§ **MATERIAL FOR THIS TASK**
▬▬▬

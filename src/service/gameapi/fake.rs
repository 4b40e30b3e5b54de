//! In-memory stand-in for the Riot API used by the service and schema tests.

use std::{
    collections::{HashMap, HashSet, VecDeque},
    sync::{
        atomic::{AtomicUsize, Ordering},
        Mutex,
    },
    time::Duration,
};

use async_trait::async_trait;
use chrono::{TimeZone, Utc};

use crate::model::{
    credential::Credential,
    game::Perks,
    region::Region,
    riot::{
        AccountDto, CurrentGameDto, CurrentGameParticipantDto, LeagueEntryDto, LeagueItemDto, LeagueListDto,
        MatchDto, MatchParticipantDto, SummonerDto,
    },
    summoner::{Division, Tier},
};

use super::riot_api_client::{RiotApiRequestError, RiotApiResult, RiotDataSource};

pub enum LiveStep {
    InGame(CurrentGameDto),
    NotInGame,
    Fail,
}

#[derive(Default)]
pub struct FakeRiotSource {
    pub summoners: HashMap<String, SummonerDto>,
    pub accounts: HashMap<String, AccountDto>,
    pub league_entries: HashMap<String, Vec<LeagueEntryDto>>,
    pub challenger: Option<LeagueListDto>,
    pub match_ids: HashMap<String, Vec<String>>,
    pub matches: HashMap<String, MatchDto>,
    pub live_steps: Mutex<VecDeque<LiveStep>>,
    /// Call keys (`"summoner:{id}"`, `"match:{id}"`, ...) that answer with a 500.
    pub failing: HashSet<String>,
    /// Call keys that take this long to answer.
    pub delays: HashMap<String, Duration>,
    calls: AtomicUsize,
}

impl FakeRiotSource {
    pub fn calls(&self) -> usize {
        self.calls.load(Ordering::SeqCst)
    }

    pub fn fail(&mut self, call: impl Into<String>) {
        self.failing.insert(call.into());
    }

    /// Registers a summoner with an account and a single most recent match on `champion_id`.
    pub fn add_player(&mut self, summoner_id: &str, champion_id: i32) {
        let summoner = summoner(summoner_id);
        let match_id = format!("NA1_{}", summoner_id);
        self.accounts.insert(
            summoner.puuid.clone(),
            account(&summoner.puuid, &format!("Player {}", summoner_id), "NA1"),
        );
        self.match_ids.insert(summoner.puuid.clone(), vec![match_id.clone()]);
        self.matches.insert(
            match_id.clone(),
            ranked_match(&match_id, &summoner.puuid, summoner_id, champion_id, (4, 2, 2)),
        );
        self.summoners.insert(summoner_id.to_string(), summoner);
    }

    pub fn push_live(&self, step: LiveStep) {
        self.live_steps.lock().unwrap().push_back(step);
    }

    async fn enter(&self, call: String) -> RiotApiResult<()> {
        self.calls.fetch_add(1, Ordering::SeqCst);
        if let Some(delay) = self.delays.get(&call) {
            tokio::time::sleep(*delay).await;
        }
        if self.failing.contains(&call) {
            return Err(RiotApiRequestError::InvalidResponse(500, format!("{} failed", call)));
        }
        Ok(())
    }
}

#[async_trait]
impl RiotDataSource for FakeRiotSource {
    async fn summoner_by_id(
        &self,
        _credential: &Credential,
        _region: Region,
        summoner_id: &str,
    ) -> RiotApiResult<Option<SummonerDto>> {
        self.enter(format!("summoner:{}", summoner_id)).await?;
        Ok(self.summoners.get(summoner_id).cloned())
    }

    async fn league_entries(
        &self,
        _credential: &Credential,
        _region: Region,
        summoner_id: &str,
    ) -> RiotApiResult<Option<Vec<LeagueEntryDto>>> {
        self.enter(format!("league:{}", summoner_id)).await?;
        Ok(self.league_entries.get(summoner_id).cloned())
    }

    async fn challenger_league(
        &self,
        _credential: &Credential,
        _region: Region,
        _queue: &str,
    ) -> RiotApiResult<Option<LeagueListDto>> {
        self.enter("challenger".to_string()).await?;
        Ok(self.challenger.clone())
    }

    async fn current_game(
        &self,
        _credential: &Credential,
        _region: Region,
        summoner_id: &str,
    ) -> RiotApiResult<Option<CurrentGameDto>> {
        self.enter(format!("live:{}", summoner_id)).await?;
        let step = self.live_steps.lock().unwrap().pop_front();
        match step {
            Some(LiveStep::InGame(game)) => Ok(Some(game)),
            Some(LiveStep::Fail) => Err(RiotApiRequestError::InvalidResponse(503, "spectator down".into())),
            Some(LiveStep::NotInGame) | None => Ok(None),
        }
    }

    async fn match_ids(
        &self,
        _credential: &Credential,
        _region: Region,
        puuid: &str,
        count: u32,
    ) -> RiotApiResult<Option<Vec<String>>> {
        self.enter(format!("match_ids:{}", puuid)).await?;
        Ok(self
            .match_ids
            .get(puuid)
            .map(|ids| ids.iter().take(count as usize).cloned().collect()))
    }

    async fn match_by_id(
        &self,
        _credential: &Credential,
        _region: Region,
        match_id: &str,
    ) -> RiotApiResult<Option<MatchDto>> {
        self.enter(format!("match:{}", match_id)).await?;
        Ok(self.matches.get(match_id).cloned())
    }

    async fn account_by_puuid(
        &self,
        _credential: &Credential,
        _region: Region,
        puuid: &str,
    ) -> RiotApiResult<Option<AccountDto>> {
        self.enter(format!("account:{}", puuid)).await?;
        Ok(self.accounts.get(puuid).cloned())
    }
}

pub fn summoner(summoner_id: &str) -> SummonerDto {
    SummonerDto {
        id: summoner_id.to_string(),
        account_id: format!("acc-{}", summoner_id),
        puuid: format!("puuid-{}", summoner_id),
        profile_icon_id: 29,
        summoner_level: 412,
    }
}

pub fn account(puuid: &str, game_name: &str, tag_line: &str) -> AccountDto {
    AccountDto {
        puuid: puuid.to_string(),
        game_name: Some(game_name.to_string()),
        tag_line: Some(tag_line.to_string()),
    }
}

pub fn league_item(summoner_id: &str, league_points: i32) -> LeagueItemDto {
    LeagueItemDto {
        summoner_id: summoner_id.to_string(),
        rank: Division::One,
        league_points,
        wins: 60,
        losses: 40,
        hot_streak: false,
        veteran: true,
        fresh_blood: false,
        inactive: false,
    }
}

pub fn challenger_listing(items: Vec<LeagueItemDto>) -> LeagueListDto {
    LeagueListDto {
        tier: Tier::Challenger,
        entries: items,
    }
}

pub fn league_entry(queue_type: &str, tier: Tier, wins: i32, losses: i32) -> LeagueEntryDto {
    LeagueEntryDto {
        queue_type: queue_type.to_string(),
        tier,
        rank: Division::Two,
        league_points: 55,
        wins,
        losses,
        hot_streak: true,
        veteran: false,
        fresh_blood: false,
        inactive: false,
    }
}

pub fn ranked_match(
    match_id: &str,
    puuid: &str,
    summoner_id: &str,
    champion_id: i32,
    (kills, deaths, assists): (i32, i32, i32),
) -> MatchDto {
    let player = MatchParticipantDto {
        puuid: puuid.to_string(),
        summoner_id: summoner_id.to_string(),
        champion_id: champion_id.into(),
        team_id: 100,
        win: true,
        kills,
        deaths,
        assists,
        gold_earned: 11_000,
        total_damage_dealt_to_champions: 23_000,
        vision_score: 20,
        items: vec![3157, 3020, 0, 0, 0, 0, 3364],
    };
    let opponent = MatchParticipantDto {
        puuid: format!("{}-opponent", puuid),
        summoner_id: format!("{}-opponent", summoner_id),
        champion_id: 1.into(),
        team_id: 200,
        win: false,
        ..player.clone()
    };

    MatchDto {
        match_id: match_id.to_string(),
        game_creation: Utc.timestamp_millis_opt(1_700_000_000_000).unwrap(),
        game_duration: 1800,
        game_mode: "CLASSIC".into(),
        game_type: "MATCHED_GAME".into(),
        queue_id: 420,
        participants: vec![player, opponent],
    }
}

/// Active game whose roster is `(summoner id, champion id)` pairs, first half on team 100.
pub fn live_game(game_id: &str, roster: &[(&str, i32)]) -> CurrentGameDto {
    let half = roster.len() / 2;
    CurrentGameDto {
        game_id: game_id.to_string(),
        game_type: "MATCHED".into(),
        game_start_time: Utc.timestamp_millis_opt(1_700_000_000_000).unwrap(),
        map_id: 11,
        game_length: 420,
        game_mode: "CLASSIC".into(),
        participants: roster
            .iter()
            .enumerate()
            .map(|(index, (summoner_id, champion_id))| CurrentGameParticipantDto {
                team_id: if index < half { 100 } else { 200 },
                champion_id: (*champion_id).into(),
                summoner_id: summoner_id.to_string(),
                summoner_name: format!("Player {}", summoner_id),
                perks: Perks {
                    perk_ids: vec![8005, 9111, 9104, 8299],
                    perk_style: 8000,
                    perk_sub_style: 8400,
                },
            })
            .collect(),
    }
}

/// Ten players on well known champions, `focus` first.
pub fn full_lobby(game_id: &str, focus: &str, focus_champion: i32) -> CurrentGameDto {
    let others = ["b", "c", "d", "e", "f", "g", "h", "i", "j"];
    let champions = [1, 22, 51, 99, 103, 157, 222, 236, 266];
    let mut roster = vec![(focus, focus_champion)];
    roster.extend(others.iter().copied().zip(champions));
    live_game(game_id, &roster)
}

▬▬▬

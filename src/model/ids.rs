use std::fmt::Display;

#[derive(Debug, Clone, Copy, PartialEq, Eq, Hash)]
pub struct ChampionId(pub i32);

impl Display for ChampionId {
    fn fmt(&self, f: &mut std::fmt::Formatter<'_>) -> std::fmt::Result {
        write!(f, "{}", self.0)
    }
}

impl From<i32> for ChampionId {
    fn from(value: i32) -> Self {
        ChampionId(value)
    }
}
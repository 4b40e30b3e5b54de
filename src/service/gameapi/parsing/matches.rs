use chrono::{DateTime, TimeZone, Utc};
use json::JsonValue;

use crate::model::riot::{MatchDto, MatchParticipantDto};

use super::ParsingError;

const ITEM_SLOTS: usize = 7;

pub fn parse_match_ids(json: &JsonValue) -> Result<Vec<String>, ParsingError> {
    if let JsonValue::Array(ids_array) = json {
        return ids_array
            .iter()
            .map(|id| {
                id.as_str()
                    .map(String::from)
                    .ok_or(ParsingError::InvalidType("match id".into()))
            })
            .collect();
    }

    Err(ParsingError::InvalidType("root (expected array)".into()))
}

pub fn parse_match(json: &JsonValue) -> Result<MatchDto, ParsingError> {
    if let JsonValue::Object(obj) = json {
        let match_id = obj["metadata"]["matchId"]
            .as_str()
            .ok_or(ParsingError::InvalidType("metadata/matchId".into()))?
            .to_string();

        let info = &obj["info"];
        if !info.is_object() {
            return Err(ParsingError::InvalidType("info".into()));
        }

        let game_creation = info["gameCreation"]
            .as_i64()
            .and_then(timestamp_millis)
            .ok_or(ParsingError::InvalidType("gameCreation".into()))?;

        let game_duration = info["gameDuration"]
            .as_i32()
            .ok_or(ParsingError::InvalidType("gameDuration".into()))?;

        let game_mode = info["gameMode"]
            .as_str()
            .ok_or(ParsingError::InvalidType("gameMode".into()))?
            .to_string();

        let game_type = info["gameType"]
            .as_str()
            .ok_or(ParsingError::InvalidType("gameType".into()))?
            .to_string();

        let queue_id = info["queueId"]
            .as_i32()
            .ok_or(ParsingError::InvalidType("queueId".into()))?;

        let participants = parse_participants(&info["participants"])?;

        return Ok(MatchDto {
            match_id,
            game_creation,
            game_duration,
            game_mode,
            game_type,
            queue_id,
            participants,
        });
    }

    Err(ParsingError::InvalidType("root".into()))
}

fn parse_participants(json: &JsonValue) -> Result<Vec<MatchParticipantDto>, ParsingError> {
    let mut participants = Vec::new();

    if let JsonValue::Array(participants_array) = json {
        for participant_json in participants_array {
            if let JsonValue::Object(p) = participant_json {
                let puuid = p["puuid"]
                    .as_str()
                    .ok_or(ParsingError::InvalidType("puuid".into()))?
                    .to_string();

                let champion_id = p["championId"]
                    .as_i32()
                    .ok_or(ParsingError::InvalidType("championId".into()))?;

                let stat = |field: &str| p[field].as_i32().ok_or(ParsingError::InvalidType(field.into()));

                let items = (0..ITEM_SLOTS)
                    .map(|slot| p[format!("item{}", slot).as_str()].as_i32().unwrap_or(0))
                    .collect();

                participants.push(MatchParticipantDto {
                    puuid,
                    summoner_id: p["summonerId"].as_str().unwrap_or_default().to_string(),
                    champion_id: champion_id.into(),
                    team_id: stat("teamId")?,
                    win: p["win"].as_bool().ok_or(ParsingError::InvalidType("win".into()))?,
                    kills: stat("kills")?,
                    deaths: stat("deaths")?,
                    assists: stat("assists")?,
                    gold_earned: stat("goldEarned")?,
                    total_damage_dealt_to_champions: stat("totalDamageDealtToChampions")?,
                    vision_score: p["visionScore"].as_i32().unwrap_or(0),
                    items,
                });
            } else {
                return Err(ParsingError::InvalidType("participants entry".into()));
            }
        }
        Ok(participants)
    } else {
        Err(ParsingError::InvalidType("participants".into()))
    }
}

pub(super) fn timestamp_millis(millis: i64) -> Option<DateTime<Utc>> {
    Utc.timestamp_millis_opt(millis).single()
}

▬▬▬

§ **WORK REQUIRED**
If the word "LeagueItemDto" appears in a line above, copy that line.

§ **RESPONSE AREA**
        AccountDto, CurrentGameDto, CurrentGameParticipantDto, LeagueEntryDto, LeagueItemDto, LeagueListDto,
pub fn league_item(summoner_id: &str, league_points: i32) -> LeagueItemDto {
    LeagueItemDto {
pub fn challenger_listing(items: Vec<LeagueItemDto>) -> LeagueListDto {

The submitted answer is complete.